Plaintiffs maintain that Defendants failed to hold up their end of the bargain. In particular, Plaintiffs aver that Defendants sometimes paid Plaintiffs for fewer feet than they actually dug and, on some weeks, neglected to pay at all.
(Id.
¶ 35). Defendants forced Plaintiffs to perform uncompensated menial labor on Saturdays.
(Id.).
Defendants required Plaintiffs to report for work each day, but sometimes sent them home without work or compensation.
(Id.
¶ 36). Defendants would dock hours if Plaintiffs damaged utility pipes while digging.
(Id.
¶ 40). And Defendants allegedly deducted $50 per week from Plaintiffs’ paychecks without their
B. Procedural Background
Plaintiffs filed their initial complaint against seven defendants on June 17, 2008 (Paper 1), with an amended complaint following on August 29, 2008 (Paper 15-1). Those complaints alleged that the seven defendants failed to pay Plaintiffs minimum wage for the hours they worked and overtime wages for hours worked in excess of 40 hours a week. Plaintiffs sought recovery for breaches of their employment contracts and violations of the Fair Labor Standards Act (“FLSA”), 29 U.S.C. §§ 201-219, the Maryland Wage & Labor Law, Md.Code Ann., Lab. & Empl. §§ 3-401 to -431, and the Maryland Wage Payment and Collection Law, id. §§ 3-501 to - 509. Plaintiffs later voluntarily dismissed their claims against four of the original defendants. (Papers 13 & 82).
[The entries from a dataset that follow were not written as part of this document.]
#![allow(dead_code)]

use std::sync::{
    atomic::{AtomicBool, AtomicUsize, Ordering},
    Mutex,
};

use async_trait::async_trait;
use study_guardian::{
    notify::{AlertKind, AlertPlayer, BannerPresenter},
    Ack, ApiError, NotificationError, SessionRecord, SessionSink,
};
use tokio::sync::mpsc;

/// Backend double keeping one copy per idempotency key.
pub struct FakeBackend {
    offline: AtomicBool,
    stored: Mutex<Vec<SessionRecord>>,
    deliveries: mpsc::UnboundedSender<SessionRecord>,
}

impl FakeBackend {
    pub fn new() -> (Self, mpsc::UnboundedReceiver<SessionRecord>) {
        let (deliveries, rx) = mpsc::unbounded_channel();
        let backend = Self {
            offline: AtomicBool::new(false),
            stored: Mutex::new(Vec::new()),
            deliveries,
        };
        (backend, rx)
    }

    pub fn set_offline(&self, offline: bool) {
        self.offline.store(offline, Ordering::SeqCst);
    }

    pub fn stored(&self) -> Vec<SessionRecord> {
        self.stored.lock().unwrap().clone()
    }
}

#[async_trait]
impl SessionSink for FakeBackend {
    async fn submit(&self, record: &SessionRecord) -> Result<Ack, ApiError> {
        if self.offline.load(Ordering::SeqCst) {
            return Err(ApiError::Transport("connection refused".into()));
        }
        let mut stored = self.stored.lock().unwrap();
        if stored
            .iter()
            .any(|r| r.idempotency_key == record.idempotency_key)
        {
            return Ok(Ack::Duplicate);
        }
        stored.push(record.clone());
        let _ = self.deliveries.send(record.clone());
        Ok(Ack::Accepted)
    }
}

#[derive(Default)]
pub struct BannerLog {
    pub banners: Mutex<Vec<(String, String)>>,
}

impl BannerPresenter for BannerLog {
    fn show_banner(&self, title: &str, message: &str) -> Result<(), NotificationError> {
        self.banners
            .lock()
            .unwrap()
            .push((title.to_string(), message.to_string()));
        Ok(())
    }
}

#[derive(Default)]
pub struct AlertLog {
    pub played: Mutex<Vec<AlertKind>>,
    pub stops: AtomicUsize,
}

impl AlertLog {
    pub fn played(&self) -> Vec<AlertKind> {
        self.played.lock().unwrap().clone()
    }

    pub fn stops(&self) -> usize {
        self.stops.load(Ordering::SeqCst)
    }
}

impl AlertPlayer for AlertLog {
    fn play_alert(&self, kind: AlertKind) -> Result<(), NotificationError> {
        self.played.lock().unwrap().push(kind);
        Ok(())
    }

    fn stop(&self) {
        self.stops.fetch_add(1, Ordering::SeqCst);
    }
}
On December 9, 2008, Plaintiffs, NTI, and ten opt-in claimants not party to the lawsuit jointly moved for approval of a settlement and entry of a consent decree (“the Decree”). (Paper 34). Under the Decree, Plaintiffs and the opt-in claimants received $105,000 from NTI “in full satisfaction of all claims, damages, costs and attorneys’ fees related to this Lawsuit.” 1 (Paper 34-1 ¶ 3.01). The Decree also provided that the obligation to make payments under the agreement “shall apply to and be binding only upon NTI LLC and is not guaranteed or secured by any other entity or individual.” (Id. ¶2.05). The court issued an order approving the settlement on December 11, 2008 (Paper 35) and signed the Decree one day later (Paper 36). After five months, Plaintiffs filed an order of satisfaction noticing that NTI had satisfied its obligations under the Decree. (Paper 86).
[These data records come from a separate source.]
//! Time sources for the timer engine.
//!
//! The engine never reads the wall clock directly. It asks a [`Clock`] so the
//! countdown can be driven deterministically in tests and replays.

use std::sync::{Arc, Mutex};
use std::time::{Duration, Instant};

use chrono::{DateTime, Utc};

/// Monotonic, non-decreasing time provider.
pub trait Clock: Send + Sync + 'static {
    fn now(&self) -> DateTime<Utc>;
}

/// Real clock. Readings are the wall-clock time captured at construction plus
/// the monotonic time elapsed since, so they never go backwards when the
/// system clock is adjusted.
#[derive(Debug, Clone)]
pub struct SystemClock {
    origin_wall: DateTime<Utc>,
    origin: Instant,
}

impl SystemClock {
    pub fn new() -> Self {
        Self {
            origin_wall: Utc::now(),
            origin: Instant::now(),
        }
    }
}

impl Default for SystemClock {
    fn default() -> Self {
        Self::new()
    }
}

impl Clock for SystemClock {
    fn now(&self) -> DateTime<Utc> {
        let elapsed = chrono::Duration::from_std(self.origin.elapsed())
            .unwrap_or_else(|_| chrono::Duration::zero());
        self.origin_wall + elapsed
    }
}

/// Manually driven clock. Clones share the same reading.
#[derive(Debug, Clone)]
pub struct ManualClock {
    current: Arc<Mutex<DateTime<Utc>>>,
}

impl ManualClock {
    pub fn new(start: DateTime<Utc>) -> Self {
        Self {
            current: Arc::new(Mutex::new(start)),
        }
    }

    pub fn advance(&self, by: Duration) {
        let by = chrono::Duration::from_std(by).unwrap_or_else(|_| chrono::Duration::zero());
        let mut guard = self.current.lock().unwrap_or_else(|p| p.into_inner());
        *guard += by;
    }

    /// Moves the clock to `to`; earlier instants are ignored.
    pub fn set(&self, to: DateTime<Utc>) {
        let mut guard = self.current.lock().unwrap_or_else(|p| p.into_inner());
        if to > *guard {
            *guard = to;
        }
    }
}

impl Clock for ManualClock {
    fn now(&self) -> DateTime<Utc> {
        *self.current.lock().unwrap_or_else(|p| p.into_inner())
    }
}

impl<C: Clock> Clock for Arc<C> {
    fn now(&self) -> DateTime<Utc> {
        (**self).now()
    }
}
Now, only Defendants XTEL and Mike Bahmani, XTEL’s owner, remain.
On April 15, 2009, the court approved the parties’ proposed discovery schedule (Paper 55), under which discovery was to close on August 17, 2009 (Paper 54). After several requested extensions from the parties over the following months, the court ordered that written discovery and depositions would be complete by November 30, 2009. (Paper 66). Plaintiffs’ filed their motion for testimony in open court by contemporaneous transmission on October 22, 2009 (Paper 70), while Defendants waited until June 24, 2010 to file their motion for summary judgment (Paper 87).
II. Defendants’ Motion for Summary Judgment
A. Standard of Review
The standards on summary judgment are familiar. A motion for summary judgment will be granted only if there exists no genuine issue as to any material fact and the moving party is entitled to judgment as a matter of law.
See
Fed.R.Civ.P. 56(c);
Celotex Corp. v. Catrett,
On a motion for summary judgment, the court must construe the facts alleged in the light most favorable to the party op
B. Analysis
1. Timeliness of Defendants’ Motion
At the outset, Plaintiffs contend that the court should not consider Defendants’ motion because it was filed almost six months after the presumptive deadline for summary judgment motions. (Paper 90, at 7). Federal Rule of Civil Procedure Rule 56(c)(1)(A) states that, where no local rule or court order otherwise applies, “a party may move for summary judgment at any time until 30 days after the close of all discovery.” 2 Plaintiffs protest that Defendants filed their motion on June 24, 2010, 206 days after the deadline for written discovery and depositions.
Tardy motions are not to be encouraged, but Plaintiffs have not shown, or even attempted to show, that Defendants acted in bad faith
3
or that the late filing would somehow prejudice Plaintiffs. Plaintiffs concede that they have been aware of the grounds for Defendants’ arguments since November 2009. (Paper 90, at 7).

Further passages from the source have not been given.